-- Data provided follows --

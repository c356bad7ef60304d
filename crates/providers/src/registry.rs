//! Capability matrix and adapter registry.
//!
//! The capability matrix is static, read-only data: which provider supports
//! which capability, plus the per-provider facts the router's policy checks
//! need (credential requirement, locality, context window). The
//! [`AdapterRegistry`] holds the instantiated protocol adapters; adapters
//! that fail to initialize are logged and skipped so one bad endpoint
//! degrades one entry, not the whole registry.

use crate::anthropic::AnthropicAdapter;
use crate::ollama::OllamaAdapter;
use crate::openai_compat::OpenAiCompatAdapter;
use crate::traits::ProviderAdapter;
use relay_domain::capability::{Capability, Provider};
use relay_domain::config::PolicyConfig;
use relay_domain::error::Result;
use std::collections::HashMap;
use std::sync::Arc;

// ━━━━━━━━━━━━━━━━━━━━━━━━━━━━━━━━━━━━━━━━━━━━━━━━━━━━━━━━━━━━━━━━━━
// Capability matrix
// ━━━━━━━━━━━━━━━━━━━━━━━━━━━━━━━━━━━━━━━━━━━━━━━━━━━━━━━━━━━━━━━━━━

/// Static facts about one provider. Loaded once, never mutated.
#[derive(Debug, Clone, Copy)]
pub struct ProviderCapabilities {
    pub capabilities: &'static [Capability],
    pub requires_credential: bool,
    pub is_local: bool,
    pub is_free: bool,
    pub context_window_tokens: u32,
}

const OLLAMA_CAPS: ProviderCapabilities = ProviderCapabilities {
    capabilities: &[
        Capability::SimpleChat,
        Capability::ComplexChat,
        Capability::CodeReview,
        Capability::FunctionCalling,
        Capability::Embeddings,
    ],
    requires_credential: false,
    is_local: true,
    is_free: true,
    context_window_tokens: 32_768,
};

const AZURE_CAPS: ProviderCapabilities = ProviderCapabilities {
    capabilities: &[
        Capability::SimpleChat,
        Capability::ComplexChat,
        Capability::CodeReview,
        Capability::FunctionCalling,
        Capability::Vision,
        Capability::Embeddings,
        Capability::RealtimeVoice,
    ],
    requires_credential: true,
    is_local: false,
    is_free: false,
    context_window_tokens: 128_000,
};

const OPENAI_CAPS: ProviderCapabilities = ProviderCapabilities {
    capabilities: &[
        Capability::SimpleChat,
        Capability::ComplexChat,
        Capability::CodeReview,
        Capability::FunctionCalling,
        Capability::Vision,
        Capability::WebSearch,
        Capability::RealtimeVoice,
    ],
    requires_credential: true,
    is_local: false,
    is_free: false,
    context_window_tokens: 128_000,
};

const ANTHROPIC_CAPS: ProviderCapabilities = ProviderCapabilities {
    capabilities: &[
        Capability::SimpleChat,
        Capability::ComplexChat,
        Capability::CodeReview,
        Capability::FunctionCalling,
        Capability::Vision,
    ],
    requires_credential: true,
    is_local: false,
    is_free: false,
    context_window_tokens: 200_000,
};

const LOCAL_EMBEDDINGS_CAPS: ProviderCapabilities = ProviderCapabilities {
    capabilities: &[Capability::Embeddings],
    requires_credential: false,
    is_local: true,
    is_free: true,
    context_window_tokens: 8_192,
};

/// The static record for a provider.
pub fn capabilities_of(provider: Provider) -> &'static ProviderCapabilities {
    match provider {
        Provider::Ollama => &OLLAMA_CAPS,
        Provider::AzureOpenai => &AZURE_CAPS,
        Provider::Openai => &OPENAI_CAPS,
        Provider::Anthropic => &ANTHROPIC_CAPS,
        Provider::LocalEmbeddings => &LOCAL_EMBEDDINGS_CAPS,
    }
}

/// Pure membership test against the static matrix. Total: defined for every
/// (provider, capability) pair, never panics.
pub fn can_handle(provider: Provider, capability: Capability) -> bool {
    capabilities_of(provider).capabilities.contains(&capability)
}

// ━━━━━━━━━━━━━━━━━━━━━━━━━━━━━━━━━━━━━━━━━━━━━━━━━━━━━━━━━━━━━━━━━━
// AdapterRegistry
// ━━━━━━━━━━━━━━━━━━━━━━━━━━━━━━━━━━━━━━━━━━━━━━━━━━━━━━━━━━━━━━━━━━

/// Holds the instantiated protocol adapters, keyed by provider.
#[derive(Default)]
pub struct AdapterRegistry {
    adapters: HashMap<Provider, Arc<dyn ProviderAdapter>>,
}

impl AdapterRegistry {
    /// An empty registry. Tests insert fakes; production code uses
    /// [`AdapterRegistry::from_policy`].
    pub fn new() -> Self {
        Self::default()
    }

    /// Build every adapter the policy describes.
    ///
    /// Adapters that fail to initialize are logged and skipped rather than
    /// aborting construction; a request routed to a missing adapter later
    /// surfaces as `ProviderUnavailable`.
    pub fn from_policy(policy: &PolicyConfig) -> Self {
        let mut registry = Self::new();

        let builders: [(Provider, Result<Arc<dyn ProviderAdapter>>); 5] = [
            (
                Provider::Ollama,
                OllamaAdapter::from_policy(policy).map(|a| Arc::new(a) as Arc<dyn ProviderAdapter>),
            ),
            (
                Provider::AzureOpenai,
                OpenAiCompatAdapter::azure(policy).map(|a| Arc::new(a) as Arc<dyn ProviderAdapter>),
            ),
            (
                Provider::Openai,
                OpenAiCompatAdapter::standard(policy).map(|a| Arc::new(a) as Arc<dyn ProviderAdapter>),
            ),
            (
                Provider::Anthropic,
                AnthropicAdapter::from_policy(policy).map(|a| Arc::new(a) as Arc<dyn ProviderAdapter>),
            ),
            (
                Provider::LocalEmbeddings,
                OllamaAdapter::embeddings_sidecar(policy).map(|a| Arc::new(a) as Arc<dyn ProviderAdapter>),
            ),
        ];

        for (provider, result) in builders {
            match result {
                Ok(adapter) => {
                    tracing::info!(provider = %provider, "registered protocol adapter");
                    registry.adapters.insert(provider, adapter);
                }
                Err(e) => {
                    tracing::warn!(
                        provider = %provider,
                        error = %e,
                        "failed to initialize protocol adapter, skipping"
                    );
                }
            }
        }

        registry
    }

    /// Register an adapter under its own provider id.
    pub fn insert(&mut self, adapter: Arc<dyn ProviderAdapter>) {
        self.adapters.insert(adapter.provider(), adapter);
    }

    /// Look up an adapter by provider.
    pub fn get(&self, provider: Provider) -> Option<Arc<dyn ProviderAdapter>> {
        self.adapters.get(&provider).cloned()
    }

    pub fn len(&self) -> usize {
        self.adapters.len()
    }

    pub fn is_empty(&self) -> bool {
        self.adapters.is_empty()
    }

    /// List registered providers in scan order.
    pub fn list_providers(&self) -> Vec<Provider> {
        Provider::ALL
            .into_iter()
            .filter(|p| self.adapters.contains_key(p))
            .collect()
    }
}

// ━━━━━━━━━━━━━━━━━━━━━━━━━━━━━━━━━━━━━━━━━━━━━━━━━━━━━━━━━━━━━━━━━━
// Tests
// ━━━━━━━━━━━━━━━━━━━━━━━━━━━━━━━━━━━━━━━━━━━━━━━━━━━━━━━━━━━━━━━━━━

-- Data provided concluded --

- Task objective -
Return a word-for-word copy of the lines above from the one holding "filename crates/providers/src/registry.rs" through the one holding "use crate::ollama::OllamaAdapter;", with both of them included and nothing besides.

- Solved problem -
filename crates/providers/src/registry.rs
//! Capability matrix and adapter registry.
//!
//! The capability matrix is static, read-only data: which provider supports
//! which capability, plus the per-provider facts the router's policy checks
//! need (credential requirement, locality, context window). The
//! [`AdapterRegistry`] holds the instantiated protocol adapters; adapters
//! that fail to initialize are logged and skipped so one bad endpoint
//! degrades one entry, not the whole registry.

use crate::anthropic::AnthropicAdapter;
use crate::ollama::OllamaAdapter;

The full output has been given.